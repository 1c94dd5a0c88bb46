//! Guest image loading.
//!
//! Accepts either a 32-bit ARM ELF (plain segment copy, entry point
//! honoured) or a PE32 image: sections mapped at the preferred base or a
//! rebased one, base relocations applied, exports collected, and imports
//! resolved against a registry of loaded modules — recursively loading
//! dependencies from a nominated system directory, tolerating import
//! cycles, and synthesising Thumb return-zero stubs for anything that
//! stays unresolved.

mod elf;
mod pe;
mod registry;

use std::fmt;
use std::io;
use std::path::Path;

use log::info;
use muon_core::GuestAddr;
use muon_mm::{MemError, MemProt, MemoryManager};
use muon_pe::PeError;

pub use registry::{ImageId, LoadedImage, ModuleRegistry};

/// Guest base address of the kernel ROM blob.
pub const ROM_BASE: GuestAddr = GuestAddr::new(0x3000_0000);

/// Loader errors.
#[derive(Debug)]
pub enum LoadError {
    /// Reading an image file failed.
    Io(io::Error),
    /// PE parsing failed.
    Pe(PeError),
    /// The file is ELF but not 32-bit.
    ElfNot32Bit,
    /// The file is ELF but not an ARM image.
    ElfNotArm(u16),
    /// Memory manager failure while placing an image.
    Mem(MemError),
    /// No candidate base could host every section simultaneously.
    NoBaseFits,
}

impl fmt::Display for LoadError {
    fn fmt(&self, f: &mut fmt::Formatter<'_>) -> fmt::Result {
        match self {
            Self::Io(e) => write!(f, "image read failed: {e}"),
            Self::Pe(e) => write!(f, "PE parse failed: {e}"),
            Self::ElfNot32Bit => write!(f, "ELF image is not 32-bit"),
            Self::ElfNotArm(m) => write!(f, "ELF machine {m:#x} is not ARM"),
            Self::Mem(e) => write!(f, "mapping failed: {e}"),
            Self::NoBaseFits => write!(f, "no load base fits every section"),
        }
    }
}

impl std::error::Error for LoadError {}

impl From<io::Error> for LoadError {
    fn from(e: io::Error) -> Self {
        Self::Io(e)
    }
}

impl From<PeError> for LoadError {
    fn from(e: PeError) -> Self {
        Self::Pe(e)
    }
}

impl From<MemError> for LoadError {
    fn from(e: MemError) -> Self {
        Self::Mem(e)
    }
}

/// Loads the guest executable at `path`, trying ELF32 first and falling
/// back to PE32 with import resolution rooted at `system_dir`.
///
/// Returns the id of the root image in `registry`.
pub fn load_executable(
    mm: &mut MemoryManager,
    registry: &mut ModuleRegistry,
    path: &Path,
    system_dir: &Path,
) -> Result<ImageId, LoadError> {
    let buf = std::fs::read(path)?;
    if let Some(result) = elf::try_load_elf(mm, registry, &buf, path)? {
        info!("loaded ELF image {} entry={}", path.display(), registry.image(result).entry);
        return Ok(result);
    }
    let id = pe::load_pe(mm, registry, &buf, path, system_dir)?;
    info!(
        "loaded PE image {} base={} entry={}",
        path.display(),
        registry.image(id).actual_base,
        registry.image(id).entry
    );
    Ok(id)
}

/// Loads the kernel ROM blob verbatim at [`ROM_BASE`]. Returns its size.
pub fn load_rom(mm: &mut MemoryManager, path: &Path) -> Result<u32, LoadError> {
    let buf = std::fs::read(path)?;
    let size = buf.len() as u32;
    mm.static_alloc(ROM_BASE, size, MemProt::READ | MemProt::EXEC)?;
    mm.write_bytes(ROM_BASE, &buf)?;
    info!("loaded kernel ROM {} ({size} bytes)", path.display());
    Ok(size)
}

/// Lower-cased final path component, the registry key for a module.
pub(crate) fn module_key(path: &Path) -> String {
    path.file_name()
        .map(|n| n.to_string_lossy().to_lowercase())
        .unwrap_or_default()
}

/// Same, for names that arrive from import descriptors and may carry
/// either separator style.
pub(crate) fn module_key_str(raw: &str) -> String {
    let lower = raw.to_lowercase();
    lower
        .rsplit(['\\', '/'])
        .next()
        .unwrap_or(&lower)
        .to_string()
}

DIRECTIONS FOR THIS TASK
Each line shown above needs to be transcribed exactly.

RESULT FOR THIS TASK
repository 1c94dd5a0c88bb46
//! Guest image loading.
//!
//! Accepts either a 32-bit ARM ELF (plain segment copy, entry point
//! honoured) or a PE32 image: sections mapped at the preferred base or a
//! rebased one, base relocations applied, exports collected, and imports
//! resolved against a registry of loaded modules — recursively loading
//! dependencies from a nominated system directory, tolerating import
//! cycles, and synthesising Thumb return-zero stubs for anything that
//! stays unresolved.

mod elf;
mod pe;
mod registry;

use std::fmt;
use std::io;
use std::path::Path;

use log::info;
use muon_core::GuestAddr;
use muon_mm::{MemError, MemProt, MemoryManager};
use muon_pe::PeError;

pub use registry::{ImageId, LoadedImage, ModuleRegistry};

/// Guest base address of the kernel ROM blob.
pub const ROM_BASE: GuestAddr = GuestAddr::new(0x3000_0000);

/// Loader errors.
#[derive(Debug)]
pub enum LoadError {
    /// Reading an image file failed.
    Io(io::Error),
    /// PE parsing failed.
    Pe(PeError),
    /// The file is ELF but not 32-bit.
    ElfNot32Bit,
    /// The file is ELF but not an ARM image.
    ElfNotArm(u16),
    /// Memory manager failure while placing an image.
    Mem(MemError),
    /// No candidate base could host every section simultaneously.
    NoBaseFits,
}

impl fmt::Display for LoadError {
    fn fmt(&self, f: &mut fmt::Formatter<'_>) -> fmt::Result {
        match self {
            Self::Io(e) => write!(f, "image read failed: {e}"),
            Self::Pe(e) => write!(f, "PE parse failed: {e}"),
            Self::ElfNot32Bit => write!(f, "ELF image is not 32-bit"),
            Self::ElfNotArm(m) => write!(f, "ELF machine {m:#x} is not ARM"),
            Self::Mem(e) => write!(f, "mapping failed: {e}"),
            Self::NoBaseFits => write!(f, "no load base fits every section"),
        }
    }
}

impl std::error::Error for LoadError {}

impl From<io::Error> for LoadError {
    fn from(e: io::Error) -> Self {
        Self::Io(e)
    }
}

impl From<PeError> for LoadError {
    fn from(e: PeError) -> Self {
        Self::Pe(e)
    }
}

impl From<MemError> for LoadError {
    fn from(e: MemError) -> Self {
        Self::Mem(e)
    }
}

/// Loads the guest executable at `path`, trying ELF32 first and falling
/// back to PE32 with import resolution rooted at `system_dir`.
///
/// Returns the id of the root image in `registry`.
pub fn load_executable(
    mm: &mut MemoryManager,
    registry: &mut ModuleRegistry,
    path: &Path,
    system_dir: &Path,
) -> Result<ImageId, LoadError> {
    let buf = std::fs::read(path)?;
    if let Some(result) = elf::try_load_elf(mm, registry, &buf, path)? {
        info!("loaded ELF image {} entry={}", path.display(), registry.image(result).entry);
        return Ok(result);
    }
    let id = pe::load_pe(mm, registry, &buf, path, system_dir)?;
    info!(
        "loaded PE image {} base={} entry={}",
        path.display(),
        registry.image(id).actual_base,
        registry.image(id).entry
    );
    Ok(id)
}

/// Loads the kernel ROM blob verbatim at [`ROM_BASE`]. Returns its size.
pub fn load_rom(mm: &mut MemoryManager, path: &Path) -> Result<u32, LoadError> {
    let buf = std::fs::read(path)?;
    let size = buf.len() as u32;
    mm.static_alloc(ROM_BASE, size, MemProt::READ | MemProt::EXEC)?;
    mm.write_bytes(ROM_BASE, &buf)?;
    info!("loaded kernel ROM {} ({size} bytes)", path.display());
    Ok(size)
}

/// Lower-cased final path component, the registry key for a module.
pub(crate) fn module_key(path: &Path) -> String {
    path.file_name()
        .map(|n| n.to_string_lossy().to_lowercase())
        .unwrap_or_default()
}

/// Same, for names that arrive from import descriptors and may carry
/// either separator style.
pub(crate) fn module_key_str(raw: &str) -> String {
    let lower = raw.to_lowercase();
    lower
        .rsplit(['\\', '/'])
        .next()
        .unwrap_or(&lower)
        .to_string()
}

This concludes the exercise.